FRSC
- United States;
- Broadcast area: Santa Cruz, California
- Frequencies: 101.3 (MHz) (formerly 101.1 MHz, 96.3MHz and 89.3MHz)
- Branding: Free Radio Santa Cruz

Programming
- Format: Freeform

Ownership
- Owner: The Free Radio Santa Cruz Collective

History
- First air date: Spring 1995

Technical information
- Class: Pirate
- ERP: 200 watts
- Transmitter coordinates: 36°58′05″N 122°01′54″W﻿ / ﻿36.96806°N 122.03167°W

Links
- Website: freakradio.org

= Free Radio Santa Cruz =

Unlicensed community radio station in Santa Cruz, California, United States

Free Radio Santa Cruz (FRSC) is an unlicensed radio station in Santa Cruz, California, United States. Founded by activists Skidmarkbob Bob, Phil Free and Dennis Davey. The station has been on the air since Spring, 1995; its broadcast content is a mix of daily news, music, and cultural programs, produced both locally and nationally.
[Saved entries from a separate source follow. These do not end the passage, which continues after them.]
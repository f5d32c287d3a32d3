//! Authoritative handling of client moves

use strider_core::CollisionWorld;
use strider_movement::{CharacterMovement, MovementMode};
use tracing::{debug, trace, warn};

use crate::base::{resolve_location, uses_relative_location};
use crate::config::NetConfig;
use crate::error::NetError;
use crate::messages::{ClientMove, ServerAdjustment, ServerResponse};

/// Server side of one character's reconciliation.
///
/// Each received [`ClientMove`] is simulated against the server's copy of the
/// character and compared with what the client reported. The verdict is kept
/// until [`ServerMoveHandler::send_client_adjustment`] flushes it, once per
/// network tick.
#[derive(Debug, Clone)]
pub struct ServerMoveHandler {
    config: NetConfig,
    current_timestamp: f32,
    server_time: f32,
    last_update_time: Option<f32>,
    force_client_update: bool,
    pending: Option<ServerResponse>,
}

impl ServerMoveHandler {
    pub fn new(config: NetConfig) -> Self {
        Self {
            config,
            current_timestamp: 0.0,
            server_time: 0.0,
            last_update_time: None,
            force_client_update: false,
            pending: None,
        }
    }

    pub fn config(&self) -> &NetConfig {
        &self.config
    }

    /// Timestamp of the last accepted move.
    pub fn current_timestamp(&self) -> f32 {
        self.current_timestamp
    }

    /// Correct the client on the next move regardless of its error.
    pub fn force_client_update(&mut self) {
        self.force_client_update = true;
    }

    /// Simulate a client move and decide whether the client needs correcting.
    ///
    /// Returns `Ok(false)` when the move was dropped as out of date.
    pub fn handle_move(
        &mut self,
        movement: &mut CharacterMovement,
        world: &dyn CollisionWorld,
        client_move: &ClientMove,
    ) -> Result<bool, NetError> {
        if MovementMode::unpack(client_move.packed_mode).is_none() {
            return Err(NetError::InvalidMode(client_move.packed_mode));
        }
        let Some(previous) = self.previous_timestamp(client_move.timestamp) else {
            debug!(
                timestamp = client_move.timestamp,
                current = self.current_timestamp,
                "dropping out of date client move"
            );
            return Ok(false);
        };

        let delta_time = (client_move.timestamp - previous).min(self.config.max_move_delta_time);
        self.current_timestamp = client_move.timestamp;
        self.server_time += delta_time;

        movement.move_autonomous(world, delta_time, client_move.acceleration, client_move.flags);
        self.handle_client_error(movement, world, client_move, delta_time);
        Ok(true)
    }

    /// The timestamp `timestamp` should be measured from, or `None` when it is out of date.
    ///
    /// A timestamp far behind the current one means the client wrapped its
    /// clock, so the current timestamp is wrapped the same way.
    fn previous_timestamp(&self, timestamp: f32) -> Option<f32> {
        if timestamp > self.current_timestamp {
            return Some(self.current_timestamp);
        }
        let reset_interval = self.config.min_time_between_timestamp_resets;
        if reset_interval > 0.0 && self.current_timestamp - timestamp > reset_interval * 0.5 {
            debug!(timestamp, current = self.current_timestamp, "client timestamp reset detected");
            return Some(self.current_timestamp - reset_interval);
        }
        None
    }

    fn handle_client_error(
        &mut self,
        movement: &mut CharacterMovement,
        world: &dyn CollisionWorld,
        client_move: &ClientMove,
        delta_time: f32,
    ) {
        // A correction went out recently; the client will resync from it
        let rate_limited = self.last_update_time.is_some_and(|last| {
            last != self.server_time && self.server_time - last < self.config.client_error_update_rate_limit
        });
        if rate_limited {
            trace!(timestamp = client_move.timestamp, "client error check rate limited");
            return;
        }

        let bone = client_move.bone.as_deref();
        let relative = uses_relative_location(world, client_move.base);
        let client_location = resolve_location(world, client_move.location, client_move.base, bone, relative)
            .unwrap_or(client_move.location);

        if self.force_client_update || self.client_error(movement, client_move, client_location) {
            let based = movement.based_movement();
            let base_relative = based.has_relative_location(world);
            let new_location = if base_relative { based.location } else { movement.location() };

            warn!(
                timestamp = client_move.timestamp,
                error = (movement.location() - client_location).length(),
                client = ?client_location,
                server = ?movement.location(),
                "correcting client"
            );
            self.last_update_time = Some(self.server_time);
            self.pending = Some(ServerResponse::Adjust(ServerAdjustment {
                timestamp: client_move.timestamp,
                ack_good_move: false,
                delta_time,
                new_location,
                new_velocity: movement.velocity(),
                new_rotation: movement.rotation(),
                new_base: based.base,
                bone: based.bone.clone(),
                has_base: based.base.is_some(),
                base_relative,
                server_mode: movement.mode().pack(movement.ground_mode()),
            }));
        } else {
            if self.config.client_authoritative_position {
                adopt_client_state(movement, world, client_move, client_location);
            }
            // An ack never overrides a correction that has not been sent yet
            if !self.pending.as_ref().is_some_and(ServerResponse::is_correction) {
                self.pending = Some(ServerResponse::AckGoodMove {
                    timestamp: client_move.timestamp,
                });
            }
        }

        self.force_client_update = false;
    }

    fn client_error(&self, movement: &CharacterMovement, client_move: &ClientMove, client_location: glam::Vec3) -> bool {
        if client_move.packed_mode != movement.mode().pack(movement.ground_mode()) {
            return true;
        }
        let based = movement.based_movement();
        if client_move.base != based.base || client_move.bone != based.bone {
            return true;
        }
        (movement.location() - client_location).length_squared() > self.config.max_position_error_squared
    }

    /// The verdict waiting to be sent, if any.
    pub fn pending_adjustment(&self) -> Option<&ServerResponse> {
        self.pending.as_ref()
    }

    /// Take the pending verdict for sending to the client.
    pub fn send_client_adjustment(&mut self) -> Option<ServerResponse> {
        self.pending.take()
    }
}

/// Trust a client that is within tolerance.
fn adopt_client_state(
    movement: &mut CharacterMovement,
    world: &dyn CollisionWorld,
    client_move: &ClientMove,
    client_location: glam::Vec3,
) {
    let based = movement.based_movement();
    let unchanged = movement.location() == client_location
        && client_move.packed_mode == movement.mode().pack(movement.ground_mode())
        && client_move.base == based.base
        && client_move.bone == based.bone;
    if unchanged {
        return;
    }

    movement.set_location(client_location);
    movement.apply_network_movement_mode(world, client_move.packed_mode);
    movement.set_base(world, client_move.base, client_move.bone.clone());
    movement.update_floor_from_adjustment(world);
    movement.save_base_location(world);
}

#[cfg(test)]
mod tests {
    use super::*;
    use glam::Vec3;
    use strider_movement::{MoveFlags, MovementConfig};
    use strider_physics::PhysicsWorld;

    const DT: f32 = 1.0 / 60.0;

    fn standing() -> (PhysicsWorld, CharacterMovement) {
        let mut world = PhysicsWorld::new();
        world.create_ground(0.0);
        world.refresh_queries();
        let mut character = CharacterMovement::new(MovementConfig::default());
        character.set_authority(true);
        character.initialize(&world, Vec3::new(0.0, 0.0, 90.15));
        (world, character)
    }

    fn client_move(character: &CharacterMovement, timestamp: f32, location: Vec3) -> ClientMove {
        ClientMove {
            timestamp,
            delta_time: DT,
            acceleration: Vec3::ZERO,
            location,
            base: character.base(),
            bone: None,
            packed_mode: character.mode().pack(character.ground_mode()),
            flags: MoveFlags::default(),
        }
    }

    #[test]
    fn test_matching_move_is_acked() {
        let (world, mut character) = standing();
        let mut server = ServerMoveHandler::new(NetConfig::default());
        let location = character.location();
        let sent = client_move(&character, DT, location);
        let accepted = server.handle_move(&mut character, &world, &sent);
        assert!(accepted.unwrap());
        assert_eq!(server.send_client_adjustment(), Some(ServerResponse::AckGoodMove { timestamp: DT }));
        assert_eq!(server.send_client_adjustment(), None);
    }

    #[test]
    fn test_stale_timestamp_rejected() {
        let (world, mut character) = standing();
        let mut server = ServerMoveHandler::new(NetConfig::default());
        let location = character.location();
        let sent = client_move(&character, 0.1, location);
        server.handle_move(&mut character, &world, &sent).unwrap();
        server.send_client_adjustment();

        let stale = client_move(&character, 0.1, location);
        assert!(!server.handle_move(&mut character, &world, &stale).unwrap());
        assert!(server.pending_adjustment().is_none());
        assert_eq!(server.current_timestamp(), 0.1);
    }

    #[test]
    fn test_invalid_mode_is_an_error() {
        let (world, mut character) = standing();
        let mut server = ServerMoveHandler::new(NetConfig::default());
        let mut bad = client_move(&character, DT, character.location());
        bad.packed_mode = 6;
        assert!(matches!(
            server.handle_move(&mut character, &world, &bad),
            Err(NetError::InvalidMode(6))
        ));
    }

    #[test]
    fn test_mode_mismatch_is_corrected() {
        let (world, mut character) = standing();
        let mut server = ServerMoveHandler::new(NetConfig::default());
        let mut mismatched = client_move(&character, DT, character.location());
        mismatched.packed_mode = MovementMode::Flying.pack(MovementMode::Walking);
        server.handle_move(&mut character, &world, &mismatched).unwrap();
        let Some(ServerResponse::Adjust(adjustment)) = server.pending_adjustment() else {
            panic!("expected a correction");
        };
        assert_eq!(adjustment.server_mode, MovementMode::Walking.pack(MovementMode::Walking));
    }

    #[test]
    fn test_timestamp_reset_is_accepted() {
        let (world, mut character) = standing();
        let config = NetConfig {
            min_time_between_timestamp_resets: 1.0,
            ..NetConfig::default()
        };
        let mut server = ServerMoveHandler::new(config);
        let location = character.location();
        let sent = client_move(&character, 1.01, location);
        server.handle_move(&mut character, &world, &sent).unwrap();
        server.send_client_adjustment();

        // The client wrapped from 1.01 to 0.01 and stepped 0.02
        let wrapped = client_move(&character, 0.03, location);
        assert!(server.handle_move(&mut character, &world, &wrapped).unwrap());
        assert_eq!(server.current_timestamp(), 0.03);
        assert_eq!(server.pending_adjustment(), Some(&ServerResponse::AckGoodMove { timestamp: 0.03 }));

        // Slightly older is still stale
        let stale = client_move(&character, 0.02, location);
        assert!(!server.handle_move(&mut character, &world, &stale).unwrap());
    }

    #[test]
    fn test_move_delta_is_capped() {
        let (world, mut character) = standing();
        character.initialize(&world, Vec3::new(0.0, 0.0, 1000.0));
        assert!(character.is_falling());
        let mut server = ServerMoveHandler::new(NetConfig::default());
        let location = character.location();
        let sent = client_move(&character, 5.0, location);
        server.handle_move(&mut character, &world, &sent).unwrap();

        // Five seconds of falling would have hit the ground; 0.125s drops under 8 units
        let drop = 1000.0 - character.location().z;
        assert!(drop > 5.0 && drop < 10.0, "drop = {drop}");
        assert_eq!(server.current_timestamp(), 5.0);
    }

    #[test]
    fn test_forced_update_corrects_good_move() {
        let (world, mut character) = standing();
        let mut server = ServerMoveHandler::new(NetConfig::default());
        server.force_client_update();
        let location = character.location();
        let sent = client_move(&character, DT, location);
        server.handle_move(&mut character, &world, &sent).unwrap();
        assert!(server.pending_adjustment().is_some_and(ServerResponse::is_correction));

        // Only once
        server.send_client_adjustment();
        let location = character.location();
        let sent = client_move(&character, 2.0 * DT, location);
        server.handle_move(&mut character, &world, &sent).unwrap();
        assert!(!server.pending_adjustment().is_some_and(ServerResponse::is_correction));
    }

    #[test]
    fn test_client_authoritative_position_adopted() {
        let (world, mut character) = standing();
        let config = NetConfig {
            client_authoritative_position: true,
            ..NetConfig::default()
        };
        let mut server = ServerMoveHandler::new(config);
        let nudged = character.location() + Vec3::new(1.0, 0.0, 0.0);
        let sent = client_move(&character, DT, nudged);
        server.handle_move(&mut character, &world, &sent).unwrap();
        assert_eq!(character.location(), nudged);
        assert_eq!(server.pending_adjustment(), Some(&ServerResponse::AckGoodMove { timestamp: DT }));
    }

    #[test]
    fn test_rate_limit_skips_error_checks() {
        let (world, mut character) = standing();
        let config = NetConfig {
            client_error_update_rate_limit: 1.0,
            ..NetConfig::default()
        };
        let mut server = ServerMoveHandler::new(config);
        let far = character.location() + Vec3::new(50.0, 0.0, 0.0);
        let sent = client_move(&character, DT, far);
        server.handle_move(&mut character, &world, &sent).unwrap();
        assert!(server.send_client_adjustment().is_some_and(|r| r.is_correction()));

        // Still wrong, but within the rate limit of the last correction
        let sent = client_move(&character, 2.0 * DT, far);
        server.handle_move(&mut character, &world, &sent).unwrap();
        assert!(server.pending_adjustment().is_none());
    }
}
Because FRSC does not have a license from the Federal Communications Commission (FCC), the station is in open violation of US federal regulations. Free Radio Santa Cruz allows individuals in the community to have their own shows, and encourages participation through donations, membership in the broadcasting collective, and calling in live during shows.

On September 29, 2004, the station was raided by agents of the FCC, backed by federal marshals armed with assault rifles. No arrests were made, but the agents shut down the station and seized nearly all of the equipment, including the transmitter, computers, mixing boards, microphones, headphones, CD players, and CDs.

However, with a strong showing of community support, the station was streaming online again within 48 hours and transmitting at 101.1 FM less than a month after the raid. FRSC continues to stream and broadcast 24 hours a day. As of October 2011, the station is broadcasting on 101.3 MHz.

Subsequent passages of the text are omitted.